You'll actually be surprised as to how much money you actually throw away in your kitchen garbage or disposal. Just be aware that you can't use all of your kitchen waste in your compost.

In the house buckets are great to store your garbage until you can make it to your compost bin. It saves daily trips outside.

What to include in compost

You want to include all of your vegetable waste, to include wilted lettuce, uneaten apple cores, carrot tops, other roots, broccoli stalks (chopped), potato skin, vegetable shavings, and any other vegetable materials.

Also, include fruits that have gone bad. Just make sure that you cut them into smaller pieces. You don't want to throw the remaining apples in the compost without chopping them into at least quarters, as they'll still be sitting there months later.

By chopping larger items into smaller pieces, you're making the decomposition process a little faster.

Other kitchen materials that you should include into your compost are:

  • Tea bags
  • Coffee grounds (lots of nitrogen)
  • The paper fillers from the coffee grounds
  • Eggshells (lots of calcium, which most soils are deficient of)- Air dry the shells and crush them up

Even if you're not a big egg eater or coffee drinker, you can enlist your friends and co-workers who may be, but don't compost. You can also get the coffee grinds and filters from work. Starbucks actually has a program where they provide gardeners with 5 pound bags of their grounds.

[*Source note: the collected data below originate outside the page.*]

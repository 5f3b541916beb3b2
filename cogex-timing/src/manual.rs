use std::sync::atomic::{AtomicU64, Ordering};
use std::sync::Arc;
use std::time::Duration;

use crate::timer::Timer;

/// Clock that only moves when told to. `sleep` advances it instantly.
///
/// Clones share the same time, so a test can hold one handle while the code
/// under test owns another.
#[derive(Debug, Clone, Default)]
pub struct ManualTimer {
    now_ns: Arc<AtomicU64>,
}

impl ManualTimer {
    pub fn new() -> Self {
        Self::default()
    }

    pub fn advance(&self, d: Duration) {
        self.now_ns.fetch_add(d.as_nanos() as u64, Ordering::SeqCst);
    }
}

impl Timer for ManualTimer {
    type Timestamp = u64;
    fn now(&self) -> u64 {
        self.now_ns.load(Ordering::SeqCst)
    }
    fn elapsed(&self, ts: u64) -> Duration {
        Duration::from_nanos(self.now().saturating_sub(ts))
    }
    fn sleep(&self, d: Duration) {
        self.advance(d);
    }
}
use serde::Serialize;

use cogex_core::{ConditionId, ResponseRecord};

/// Append-only log of scored responses, in presentation order.
#[derive(Debug, Clone)]
pub struct ResponseRecorder<C, K> {
    records: Vec<ResponseRecord<C, K>>,
}

impl<C, K> Default for ResponseRecorder<C, K> {
    fn default() -> Self {
        Self {
            records: Vec::new(),
        }
    }
}

impl<C, K: ConditionId> ResponseRecorder<C, K> {
    pub fn new() -> Self {
        Self::default()
    }

    pub fn push(&mut self, record: ResponseRecord<C, K>) {
        self.records.push(record);
    }

    /// Appends the records of a finished condition.
    pub fn commit(&mut self, records: Vec<ResponseRecord<C, K>>) {
        self.records.extend(records);
    }

    pub fn records(&self) -> &[ResponseRecord<C, K>] {
        &self.records
    }

    pub fn len(&self) -> usize {
        self.records.len()
    }

    pub fn is_empty(&self) -> bool {
        self.records.is_empty()
    }

    pub fn for_condition(&self, id: K) -> impl Iterator<Item = &ResponseRecord<C, K>> {
        self.records.iter().filter(move |r| r.condition == id)
    }

    /// Accuracy and reaction-time statistics, overall and per condition
    /// (conditions listed in the order they were first recorded).
    pub fn summary(&self) -> Summary {
        let mut order: Vec<K> = Vec::new();
        for record in &self.records {
            if !order.contains(&record.condition) {
                order.push(record.condition);
            }
        }

        Summary {
            overall: ConditionSummary::from_records(None, self.records.iter()),
            conditions: order
                .into_iter()
                .map(|id| {
                    ConditionSummary::from_records(Some(id.ordinal()), self.for_condition(id))
                })
                .collect(),
        }
    }
}

#[derive(Debug, Clone, PartialEq, Serialize)]
pub struct Summary {
    pub overall: ConditionSummary,
    pub conditions: Vec<ConditionSummary>,
}

#[derive(Debug, Clone, PartialEq, Serialize)]
pub struct ConditionSummary {
    /// `None` for the whole run.
    pub condition: Option<u32>,
    pub trials: usize,
    pub correct: usize,
    pub accuracy: Option<f64>,
    pub mean_rt: Option<f64>,
    pub min_rt: Option<f64>,
    pub max_rt: Option<f64>,
}

impl ConditionSummary {
    fn from_records<'a, C: 'a, K: 'a>(
        condition: Option<u32>,
        records: impl Iterator<Item = &'a ResponseRecord<C, K>>,
    ) -> Self {
        let mut trials = 0;
        let mut correct = 0;
        let mut times = Vec::new();
        for record in records {
            trials += 1;
            if record.outcome.is_correct() {
                correct += 1;
            }
            times.push(record.reaction_time);
        }

        let (mean_rt, min_rt, max_rt) = if times.is_empty() {
            (None, None, None)
        } else {
            let mean = times.iter().sum::<f64>() / times.len() as f64;
            let min = times.iter().cloned().fold(f64::INFINITY, f64::min);
            let max = times.iter().cloned().fold(f64::NEG_INFINITY, f64::max);
            (Some(mean), Some(min), Some(max))
        };

        Self {
            condition,
            trials,
            correct,
            accuracy: (trials > 0).then(|| correct as f64 / trials as f64),
            mean_rt,
            min_rt,
            max_rt,
        }
    }
}

#[cfg(test)]
mod tests {
    use super::*;
    use cogex_core::{ImageCondition, ImageContent, Orientation, Outcome, PresentationTime};

    fn record(
        name: &str,
        condition: ImageCondition,
        outcome: Outcome,
        rt: f64,
    ) -> ResponseRecord<ImageContent, ImageCondition> {
        ResponseRecord {
            stimulus_name: name.into(),
            outcome,
            reaction_time: rt,
            condition,
            category: ImageContent::Animal,
            label: "animal".into(),
            orientation: Orientation::Upright,
            presentation: PresentationTime::First,
            pressed: None,
        }
    }

    #[test]
    fn keeps_append_order() {
        let mut recorder = ResponseRecorder::new();
        recorder.push(record("a", ImageCondition::AnimalLeft, Outcome::Correct, 0.5));
        recorder.commit(vec![
            record("b", ImageCondition::ObjectLeft, Outcome::Incorrect, 0.7),
            record("c", ImageCondition::ObjectLeft, Outcome::Correct, 0.3),
        ]);
        let names: Vec<_> = recorder
            .records()
            .iter()
            .map(|r| r.stimulus_name.as_str())
            .collect();
        assert_eq!(names, ["a", "b", "c"]);
        assert_eq!(recorder.for_condition(ImageCondition::ObjectLeft).count(), 2);
    }

    #[test]
    fn summarizes_per_condition() {
        let mut recorder = ResponseRecorder::new();
        recorder.commit(vec![
            record("a", ImageCondition::ObjectLeft, Outcome::Correct, 0.4),
            record("b", ImageCondition::ObjectLeft, Outcome::Incorrect, 0.8),
            record("c", ImageCondition::AnimalLeft, Outcome::Correct, 0.6),
        ]);
        let summary = recorder.summary();

        assert_eq!(summary.overall.trials, 3);
        assert_eq!(summary.overall.correct, 2);
        assert_eq!(summary.overall.min_rt, Some(0.4));
        assert_eq!(summary.overall.max_rt, Some(0.8));

        assert_eq!(summary.conditions.len(), 2);
        let first = &summary.conditions[0];
        assert_eq!(first.condition, Some(2));
        assert_eq!(first.accuracy, Some(0.5));
        assert!((first.mean_rt.unwrap() - 0.6).abs() < 1e-12);
    }

    #[test]
    fn empty_summary_has_no_statistics() {
        let recorder = ResponseRecorder::<ImageContent, ImageCondition>::new();
        let summary = recorder.summary();
        assert_eq!(summary.overall.trials, 0);
        assert_eq!(summary.overall.accuracy, None);
        assert_eq!(summary.overall.mean_rt, None);
        assert!(summary.conditions.is_empty());
    }
}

Where you generally don't want to include any meat products, you can include lobster, crab, and shrimp shells into your compost. They are very rich in nitrogen and will keep your compost cooking, which is what you want. The shells contain trace elements and chitin that can be hard to find in other materials that will benefit your plants, especially in warmer climates, such as the South, where there are destructive root knot nematodes that can harass the plants. Just don't overdo it as they are very nitrogen rich; it's recommended that you stick with no more than a gallon per a standard bin or tumbler. And, make sure you have plenty of shredded leaves to help them cook.

You can add well chopped up fish debris if you're composting in a closed in unit. You don't want to add seafood to an open pile, exposed bin, or a sealed plastic bin because it'll turn into a raccoon buffet. If you have bears, it's not suggested to add seafood parts to even metal units because they'll easily rip the composter into small pieces to get to the seafood.

If you have herbivore pets, such as hamsters, rabbits, guinea pigs, chinchillas, gerbils, as well as larger herbivores such as llamas. you can add their poo to the mix. You never want to add the poo from animals that eat meat to your compost, but herbivore poop is ok to add.

You can even add 'barnyard manure' to your compost. Horse manure is packed with nitrogen and will help your pile heat up quickly. Just make sure that you're still adding plenty of dry, brown matter such as leaves, straw, or wood shavings.

You can also include garden materials such as:

  • Healthy garden plants that are dead or dying (just as long as they're not diseased!)
  • Weeds if they've not yet gone to seed (dandelion and other weeds with long taproots are great)

Consider drying out your dandelions before adding them to your compost.

And, lastly consider adding finished compost to your pile of cooking compost.

What NOT to include in compost

When adding your egg shells to your compost, it's important to dry them because you don't want the egg insides.

Never include meat, bones, fat, dairy, or any other animal products except for the exceptions above (lobster, crab, and shrimp shells are ok and very beneficial especially in warmer climate areas).

Do not add dog or cat poop.

No ashes in your compost, either.

Commercial compost starters may seem great, but you don't really want to add them until the very end because many of the microorganisms that help make your compost die from the heat of decomposition. The activator helps re-colonize the microorganisms to the soil.